It’s really happening. After this long journey, I sit here in my bed, getting ready to take a shower; I can’t believe this moment is finally happening. You would think I would be flooded with emotions and excitement, but in a sense, I’m almost numb. I’m not going to lie, some of it is because I have thoughts running through the back of my mind that just keep reminding me “why?”. “Why did you let things get so out of hand that you have to have a surgical intervention? Why couldn’t you just get a hold of this while you still had a chance?”.
This journey has already been so emotional, an awakening of sorts. I have reflected on past experiences in my life to better understand why I got here in the first place. Why did I let myself gain an extra 150 lbs? Why did I stop caring? Will I ever let myself get to this point again? Am I going to fail this surgery? What makes this any different than all my other failed attempts.
Even though it sounds like I’m riddled with disappointment in, I’m not. I could be, but what’s the use in that? I’m just so thankful for the oppprtunity to get to start over. I really try to live with the mentality that I don’t have many regrets in life because all you can really do from the past is learn, but if I had one regret, it would be how I let myself go deep into this state of morbid obesity.

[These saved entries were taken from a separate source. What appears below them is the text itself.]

//! Single-flight and time gating for freshness checkers.
use std::sync::Mutex;
use std::time::Duration;
use std::time::Instant;

/// Combined single-flight flag and completion-time gate.
///
/// Both conditions are evaluated under one lock together with the recorded
/// completion time: two callers racing the gate cannot both pass it.
pub struct CheckGate {
    state: Mutex<GateState>,
}

struct GateState {
    last_completed: Option<Instant>,
    running: bool,
}

impl CheckGate {
    pub fn new() -> CheckGate {
        CheckGate {
            state: Mutex::new(GateState {
                last_completed: None,
                running: false,
            }),
        }
    }

    /// Try to start a check.
    ///
    /// Returns `false` when a check is already in flight or the previous one
    /// completed less than `hold` ago. On `true` the caller owns the flight
    /// and must call [`CheckGate::finish`] when done.
    pub fn begin(&self, hold: Duration) -> bool {
        let mut state = self.state.lock().expect("CheckGate lock poisoned");
        if state.running {
            return false;
        }
        if let Some(last) = state.last_completed {
            if last.elapsed() < hold {
                return false;
            }
        }
        state.running = true;
        true
    }

    /// Record completion of the in-flight check.
    pub fn finish(&self) {
        let mut state = self.state.lock().expect("CheckGate lock poisoned");
        state.running = false;
        state.last_completed = Some(Instant::now());
    }
}

impl Default for CheckGate {
    fn default() -> CheckGate {
        CheckGate::new()
    }
}
//! Parse Docker Compose manifests into service records.
use anyhow::Result;
use serde_yaml::Value as Yaml;

use clustermap_models::ComposeFile;
use clustermap_models::DockerService;

/// Parse a Docker Compose manifest into the service records the diagrams use.
///
/// `depends_on` is accepted in both its list form and its map form
/// (`service: {condition: ...}`).
pub fn parse_compose(raw: &str) -> Result<ComposeFile> {
    let document: Yaml = serde_yaml::from_str(raw)?;
    let mut services = Vec::new();

    let entries = document
        .get("services")
        .and_then(Yaml::as_mapping)
        .cloned()
        .unwrap_or_default();
    for (name, definition) in entries {
        let name = match name.as_str() {
            Some(name) => name.to_string(),
            None => continue,
        };
        let image = definition
            .get("image")
            .and_then(Yaml::as_str)
            .unwrap_or("")
            .to_string();
        let ports = definition
            .get("ports")
            .and_then(Yaml::as_sequence)
            .map(|ports| {
                ports
                    .iter()
                    .filter_map(|port| match port {
                        Yaml::String(port) => Some(port.clone()),
                        Yaml::Number(port) => Some(port.to_string()),
                        _ => None,
                    })
                    .collect()
            })
            .unwrap_or_default();
        let depends_on = depends_on(&definition);
        services.push(DockerService {
            name,
            image,
            ports,
            depends_on,
        });
    }

    services.sort_by(|a, b| a.name.cmp(&b.name));
    Ok(ComposeFile { services })
}

fn depends_on(definition: &Yaml) -> Vec<String> {
    let mut names = match definition.get("depends_on") {
        Some(Yaml::Sequence(entries)) => entries
            .iter()
            .filter_map(Yaml::as_str)
            .map(String::from)
            .collect(),
        Some(Yaml::Mapping(entries)) => entries
            .keys()
            .filter_map(Yaml::as_str)
            .map(String::from)
            .collect(),
        _ => Vec::new(),
    };
    names.sort();
    names
}
//! Latest chart versions from Helm HTTP repository indexes.
use anyhow::Context as AnyContext;
use anyhow::Result;
use serde_yaml::Value as Yaml;

use clustermap_context::Context;

use crate::registry::capped_body;
use crate::registry::send_with_cancel;
use crate::registry::RegistryClient;
use crate::semver::Version;

/// Maximum accepted size for a repository `index.yaml`.
pub const INDEX_BODY_LIMIT: usize = 10 * 1024 * 1024;

impl RegistryClient {
    /// Latest non pre-release version of a chart in an HTTP repository index.
    pub async fn latest_index_version(
        &self,
        context: &Context,
        repo_url: &str,
        chart: &str,
    ) -> Result<Option<String>> {
        let url = format!("{}/index.yaml", repo_url.trim_end_matches('/'));
        let request = self.http().get(&url);
        let response = send_with_cancel(context, request).await?;
        let status = response.status();
        if !status.is_success() {
            anyhow::bail!("chart repository '{}' responded with status {}", repo_url, status);
        }
        let body = capped_body(response, INDEX_BODY_LIMIT).await?;
        let index: Yaml = serde_yaml::from_slice(&body)
            .with_context(|| format!("malformed index.yaml from '{}'", repo_url))?;
        Ok(latest_entry_version(&index, chart))
    }
}

/// Pick the highest non pre-release version of a chart from a parsed index.
fn latest_entry_version(index: &Yaml, chart: &str) -> Option<String> {
    let entries = index.get("entries")?.get(chart)?.as_sequence()?;
    let mut best: Option<(Version, String)> = None;
    for entry in entries {
        let raw = entry.get("version").and_then(Yaml::as_str).unwrap_or("");
        let version = match Version::parse(raw) {
            Some(version) if !version.is_prerelease() => version,
            _ => continue,
        };
        let better = match &best {
            Some((current, _)) => version > *current,
            None => true,
        };
        if better {
            best = Some((version, raw.to_string()));
        }
    }
    best.map(|(_, raw)| raw)
}
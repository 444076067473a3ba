//! Client for the OCI Distribution v2 tags protocol.
//!
//! Handles the Bearer token challenge dance, `Link` header pagination,
//! response size caps and Docker Hub host/path normalisation. Rate limiting
//! (HTTP 429) surfaces as the [`RateLimited`] marker so callers can skip the
//! whole host for the remainder of their cycle.
use std::collections::HashMap;
use std::time::Duration;

use anyhow::Context as AnyContext;
use anyhow::Result;
use reqwest::header::HeaderMap;
use reqwest::Client;
use reqwest::RequestBuilder;
use reqwest::Response;
use reqwest::StatusCode;
use reqwest::Url;
use serde::Deserialize;
use tokio::sync::Mutex;

use clustermap_context::Context;
use clustermap_context::ShutdownInterrupt;

/// String set as the user agent in HTTP requests.
static CLIENT_USER_AGENT: &str = concat!(env!("CARGO_PKG_NAME"), "/", env!("CARGO_PKG_VERSION"));

/// Page size requested from the tags endpoint.
const TAGS_PAGE_SIZE: u32 = 1000;

/// Maximum accepted body size for tag list and token responses.
pub const TAGS_BODY_LIMIT: usize = 1024 * 1024;

/// The registry host asked us to back off.
#[derive(Debug, thiserror::Error)]
#[error("registry host '{host}' rate limited the request")]
pub struct RateLimited {
    pub host: String,
}

/// Check an error chain for the [`RateLimited`] marker.
pub fn is_rate_limited(error: &anyhow::Error) -> bool {
    error.is::<RateLimited>() || error.chain().any(|cause| cause.is::<RateLimited>())
}

/// A response body exceeded the accepted size limit.
#[derive(Debug, thiserror::Error)]
#[error("upstream response body exceeded the {limit} byte limit")]
pub struct BodyTooLarge {
    pub limit: usize,
}

/// Client for OCI registries and Helm HTTP repositories.
pub struct RegistryClient {
    http: Client,

    /// HTTP scheme used to reach registries. Only tests downgrade this.
    scheme: &'static str,

    /// Bearer tokens cached per registry host.
    ///
    /// Tokens survive across repositories and pages to keep auth round-trips
    /// down; a 401 on a request made with a cached token evicts it and
    /// re-authenticates once.
    tokens: Mutex<HashMap<String, String>>,
}

#[derive(Debug, Deserialize)]
struct TagsPage {
    tags: Option<Vec<String>>,
}

#[derive(Debug, Deserialize)]
struct TokenResponse {
    token: Option<String>,
    access_token: Option<String>,
}

impl RegistryClient {
    /// Initialise the shared registry client.
    pub fn new() -> Result<RegistryClient> {
        let http = Client::builder()
            .user_agent(CLIENT_USER_AGENT)
            .timeout(Duration::from_secs(30))
            .build()
            .context("unable to initialise registry HTTP client")?;
        Ok(RegistryClient {
            http,
            scheme: "https",
            tokens: Mutex::new(HashMap::new()),
        })
    }

    /// A client speaking plain HTTP, for tests against local mock registries.
    #[cfg(test)]
    pub(crate) fn insecure() -> Result<RegistryClient> {
        let mut client = RegistryClient::new()?;
        client.scheme = "http";
        Ok(client)
    }

    /// The underlying HTTP client, shared with the Helm index fetcher.
    pub(crate) fn http(&self) -> &Client {
        &self.http
    }

    /// List every tag of a repository, following pagination.
    ///
    /// `repository` is the path below `/v2/`, for example `fluxcd/flux2`.
    pub async fn list_tags(&self, context: &Context, host: &str, repository: &str) -> Result<Vec<String>> {
        let host = normalise_host(host);
        let repository = normalise_repository(&host, repository);
        let mut url = Url::parse(&format!(
            "{}://{}/v2/{}/tags/list?n={}",
            self.scheme, host, repository, TAGS_PAGE_SIZE,
        ))
        .with_context(|| format!("invalid registry URL for host '{}'", host))?;

        let mut tags = Vec::new();
        loop {
            let request = self.http.get(url.clone());
            let response = self.send_authenticated(context, &host, request).await?;
            let next = next_link(response.headers(), &url)?;
            let body = capped_body(response, TAGS_BODY_LIMIT).await?;
            let page: TagsPage = serde_json::from_slice(&body)
                .with_context(|| format!("malformed tags response from '{}'", host))?;
            tags.extend(page.tags.unwrap_or_default());
            match next {
                Some(next) => url = next,
                None => break,
            }
        }
        Ok(tags)
    }

    /// Send a registry request, answering a Bearer challenge if one comes back.
    async fn send_authenticated(
        &self,
        context: &Context,
        host: &str,
        request: RequestBuilder,
    ) -> Result<Response> {
        let cached = self.tokens.lock().await.get(host).cloned();
        let mut attempt = request
            .try_clone()
            .context("registry request cannot be retried")?;
        if let Some(token) = &cached {
            attempt = attempt.bearer_auth(token);
        }
        let response = send_with_cancel(context, attempt).await?;

        if response.status() == StatusCode::TOO_MANY_REQUESTS {
            anyhow::bail!(RateLimited { host: host.into() });
        }
        if response.status() != StatusCode::UNAUTHORIZED {
            return check_status(host, response);
        }

        // A 401 with a cached token means the token expired: drop it and
        // authenticate from scratch against the advertised realm.
        if cached.is_some() {
            self.tokens.lock().await.remove(host);
        }
        let challenge = response
            .headers()
            .get(reqwest::header::WWW_AUTHENTICATE)
            .and_then(|value| value.to_str().ok())
            .and_then(parse_bearer_challenge)
            .with_context(|| format!("registry '{}' returned 401 without a Bearer challenge", host))?;
        let token = self.fetch_token(context, host, &challenge).await?;

        let retry = request
            .try_clone()
            .context("registry request cannot be retried")?
            .bearer_auth(&token);
        let response = send_with_cancel(context, retry).await?;
        if response.status() == StatusCode::TOO_MANY_REQUESTS {
            anyhow::bail!(RateLimited { host: host.into() });
        }
        check_status(host, response)
    }

    /// Fetch a Bearer token from the challenge realm and cache it per host.
    async fn fetch_token(
        &self,
        context: &Context,
        host: &str,
        challenge: &BearerChallenge,
    ) -> Result<String> {
        let mut request = self.http.get(&challenge.realm);
        if let Some(service) = &challenge.service {
            request = request.query(&[("service", service)]);
        }
        if let Some(scope) = &challenge.scope {
            request = request.query(&[("scope", scope)]);
        }
        let response = send_with_cancel(context, request).await?;
        if response.status() == StatusCode::TOO_MANY_REQUESTS {
            anyhow::bail!(RateLimited { host: host.into() });
        }
        let response = check_status(host, response)?;
        let body = capped_body(response, TAGS_BODY_LIMIT).await?;
        let token: TokenResponse = serde_json::from_slice(&body)
            .with_context(|| format!("malformed token response for '{}'", host))?;
        let token = token
            .token
            .or(token.access_token)
            .with_context(|| format!("token response for '{}' carried no token", host))?;
        self.tokens.lock().await.insert(host.to_string(), token.clone());
        Ok(token)
    }
}

/// A parsed `WWW-Authenticate: Bearer` challenge.
#[derive(Debug, Eq, PartialEq)]
pub struct BearerChallenge {
    pub realm: String,
    pub service: Option<String>,
    pub scope: Option<String>,
}

/// Parse a `WWW-Authenticate: Bearer` challenge header value.
///
/// Values may be quoted and whitespace is tolerated around `=`.
pub fn parse_bearer_challenge(header: &str) -> Option<BearerChallenge> {
    let rest = header.trim();
    let rest = if rest.len() >= 6 && rest[..6].eq_ignore_ascii_case("bearer") {
        &rest[6..]
    } else {
        return None;
    };

    let mut realm = None;
    let mut service = None;
    let mut scope = None;
    for part in split_challenge_params(rest) {
        let (key, value) = match part.split_once('=') {
            Some((key, value)) => (key.trim(), value.trim()),
            None => continue,
        };
        let value = value.trim_matches('"').to_string();
        match key.to_ascii_lowercase().as_str() {
            "realm" => realm = Some(value),
            "service" => service = Some(value),
            "scope" => scope = Some(value),
            _ => (),
        }
    }
    realm.map(|realm| BearerChallenge {
        realm,
        service,
        scope,
    })
}

/// Split challenge parameters on commas outside of quoted values.
fn split_challenge_params(params: &str) -> Vec<String> {
    let mut parts = Vec::new();
    let mut current = String::new();
    let mut in_quotes = false;
    for character in params.chars() {
        match character {
            '"' => {
                in_quotes = !in_quotes;
                current.push(character);
            }
            ',' if !in_quotes => {
                parts.push(std::mem::take(&mut current));
            }
            _ => current.push(character),
        }
    }
    if !current.trim().is_empty() {
        parts.push(current);
    }
    parts
}

/// Resolve the `rel="next"` pagination link, if the response carries one.
///
/// Relative links resolve against the scheme and host of the current URL.
pub fn next_link(headers: &HeaderMap, current: &Url) -> Result<Option<Url>> {
    let header = match headers.get(reqwest::header::LINK) {
        Some(header) => header.to_str().unwrap_or(""),
        None => return Ok(None),
    };
    for part in header.split(',') {
        let part = part.trim();
        if !part.contains("rel=\"next\"") && !part.contains("rel=next") {
            continue;
        }
        let start = match part.find('<') {
            Some(start) => start,
            None => continue,
        };
        let end = match part.find('>') {
            Some(end) => end,
            None => continue,
        };
        let target = &part[start + 1..end];
        let next = current
            .join(target)
            .with_context(|| format!("invalid pagination link '{}'", target))?;
        return Ok(Some(next));
    }
    Ok(None)
}

/// Rewrite Docker Hub's registry host to its API endpoint.
pub fn normalise_host(host: &str) -> String {
    match host {
        "docker.io" => String::from("registry-1.docker.io"),
        host => host.to_string(),
    }
}

/// Official Docker Hub images live below the implicit `library/` namespace.
pub fn normalise_repository(host: &str, repository: &str) -> String {
    if host == "registry-1.docker.io" && !repository.contains('/') {
        return format!("library/{}", repository);
    }
    repository.to_string()
}

/// Send a request, aborting promptly on process shutdown.
pub(crate) async fn send_with_cancel(context: &Context, request: RequestBuilder) -> Result<Response> {
    tokio::select! {
        biased;
        _ = context.cancel.cancelled() => Err(ShutdownInterrupt.into()),
        response = request.send() => response.map_err(anyhow::Error::from),
    }
}

/// Fail non-success statuses with the host recorded for the log line.
fn check_status(host: &str, response: Response) -> Result<Response> {
    let status = response.status();
    if !status.is_success() {
        anyhow::bail!("registry '{}' responded with status {}", host, status);
    }
    Ok(response)
}

/// Read a response body, failing when it exceeds the size limit.
pub(crate) async fn capped_body(response: Response, limit: usize) -> Result<Vec<u8>> {
    if let Some(length) = response.content_length() {
        if length > limit as u64 {
            anyhow::bail!(BodyTooLarge { limit });
        }
    }
    let body = response.bytes().await?;
    if body.len() > limit {
        anyhow::bail!(BodyTooLarge { limit });
    }
    Ok(body.to_vec())
}

#[cfg(test)]
mod tests;
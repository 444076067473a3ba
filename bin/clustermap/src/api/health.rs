//! Service health endpoint.
use actix_web::web::Data;
use actix_web::HttpResponse;

use clustermap_store::SnapshotStore;

/// Report `ok` once any snapshot was published, `initializing` before then.
#[actix_web::get("/api/health")]
pub async fn health(store: Data<SnapshotStore>) -> HttpResponse {
    match store.latest() {
        Some(_) => HttpResponse::Ok().json(serde_json::json!({"status": "ok"})),
        None => crate::api::initializing(),
    }
}
//! Extraction helpers over loosely-typed cluster API responses.
//!
//! A missing or wrongly-typed field yields a zero value, never an error:
//! objects in real clusters routinely omit optional blocks and the snapshot
//! should degrade to empty attributes instead of failing collection.
use serde_json::Map;
use serde_json::Value as Json;

/// Walk a path of object keys, if every step exists.
pub fn get<'a>(value: &'a Json, path: &[&str]) -> Option<&'a Json> {
    path.iter().try_fold(value, |value, key| value.get(key))
}

/// String at path, empty when missing or not a string.
pub fn string(value: &Json, path: &[&str]) -> String {
    get(value, path)
        .and_then(Json::as_str)
        .unwrap_or("")
        .to_string()
}

/// Boolean at path, `false` when missing.
pub fn boolean(value: &Json, path: &[&str]) -> bool {
    get(value, path).and_then(Json::as_bool).unwrap_or(false)
}

/// Integer at path, `0` when missing.
pub fn integer(value: &Json, path: &[&str]) -> i64 {
    get(value, path).and_then(Json::as_i64).unwrap_or(0)
}

/// Whether a non-null value exists at path.
pub fn present(value: &Json, path: &[&str]) -> bool {
    get(value, path).map(|value| !value.is_null()).unwrap_or(false)
}

/// Iterator over the array at path, empty when missing.
pub fn items<'a>(value: &'a Json, path: &[&str]) -> std::slice::Iter<'a, Json> {
    get(value, path)
        .and_then(Json::as_array)
        .map(|entries| entries.iter())
        .unwrap_or_default()
}

/// Vector of the strings in the array at path.
pub fn strings(value: &Json, path: &[&str]) -> Vec<String> {
    items(value, path)
        .filter_map(Json::as_str)
        .map(String::from)
        .collect()
}

/// The object's `metadata.labels` map, if present.
pub fn labels(value: &Json) -> Option<&Map<String, Json>> {
    get(value, &["metadata", "labels"]).and_then(Json::as_object)
}

/// One label value, empty when the label is absent.
pub fn label(value: &Json, name: &str) -> String {
    string(value, &["metadata", "labels", name])
}
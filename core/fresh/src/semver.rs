//! Semantic version parsing and ordering for registry tags.
//!
//! Registry tags are not strict semver: two component versions (`1.25`) are
//! common and a leading `v` is everywhere. Parsing accepts both, ordering is
//! lexicographic on the `(major, minor, patch)` triple with pre-release
//! versions sorting below their release.
use std::cmp::Ordering;

/// A parsed version: two or three numeric components plus an optional pre-release.
#[derive(Clone, Debug, Eq, PartialEq)]
pub struct Version {
    pub major: u64,
    pub minor: u64,
    pub patch: u64,

    /// Pre-release (or build metadata) segment after the first `-` or `+`.
    pub pre: Option<String>,
}

impl Version {
    /// Parse a version string, tolerating a leading `v`.
    ///
    /// Returns `None` unless the core is two or three dot-separated integers.
    pub fn parse(version: &str) -> Option<Version> {
        let version = version.strip_prefix('v').unwrap_or(version);
        let (core, pre) = match version.find(['-', '+']) {
            Some(index) => (&version[..index], Some(version[index + 1..].to_string())),
            None => (version, None),
        };
        let mut components = core.split('.');
        let major = components.next()?.parse().ok()?;
        let minor = components.next()?.parse().ok()?;
        let patch = match components.next() {
            Some(patch) => patch.parse().ok()?,
            None => 0,
        };
        if components.next().is_some() {
            return None;
        }
        Some(Version {
            major,
            minor,
            patch,
            pre,
        })
    }

    /// Whether this version carries a pre-release segment.
    pub fn is_prerelease(&self) -> bool {
        self.pre.is_some()
    }
}

impl Ord for Version {
    fn cmp(&self, other: &Version) -> Ordering {
        let triple = (self.major, self.minor, self.patch).cmp(&(other.major, other.minor, other.patch));
        if triple != Ordering::Equal {
            return triple;
        }
        // A pre-release sorts below the release it precedes.
        match (&self.pre, &other.pre) {
            (None, None) => Ordering::Equal,
            (Some(_), None) => Ordering::Less,
            (None, Some(_)) => Ordering::Greater,
            (Some(a), Some(b)) => a.cmp(b),
        }
    }
}

impl PartialOrd for Version {
    fn partial_cmp(&self, other: &Version) -> Option<Ordering> {
        Some(self.cmp(other))
    }
}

Honestly, I have not been obese in my adult life. Being so vastly overweight has been a huge part of my identity: It’s helped me become invisible. I have missed out on so many opportunities in my life because of my weight. I didn’t want to go out because of my size, as if staying home inside (and eating) was a better alternative.
Yesterday, I had to do a 24-hour fast, and I’m not going to lie, it was hard for me. I have never done anything like that before, I have never been 24-hours without food. It was almost emotional, I kept thinking how I will not be able to indulge anymore, how my lifestyle is actually really going to change. I can’t just casually give into my impulses anymore, it’s time to grow up and take care of myself.
But you know what? I’m ready.
I truly am ready to embark on this next journey of my life. The only thing that can stop me now is myself, and while this is by no means going to be a quick fix, I’m going to have an incredible tool in my body to aid me along the way. I can finally define myself through my personality, not my weight. I can finally live life how I want to, and not have to worry about how uncomfortable I’m going to feel going out at such a large size. I can soon do the physical activities I once loved.
I’m finally going to start living life, and not this shell of a life I’ve been living. I’m finally ready to give up my identity as the fat chick, and I’m ready to live my life to the fullest. I’m ready to have a healthy mind and body.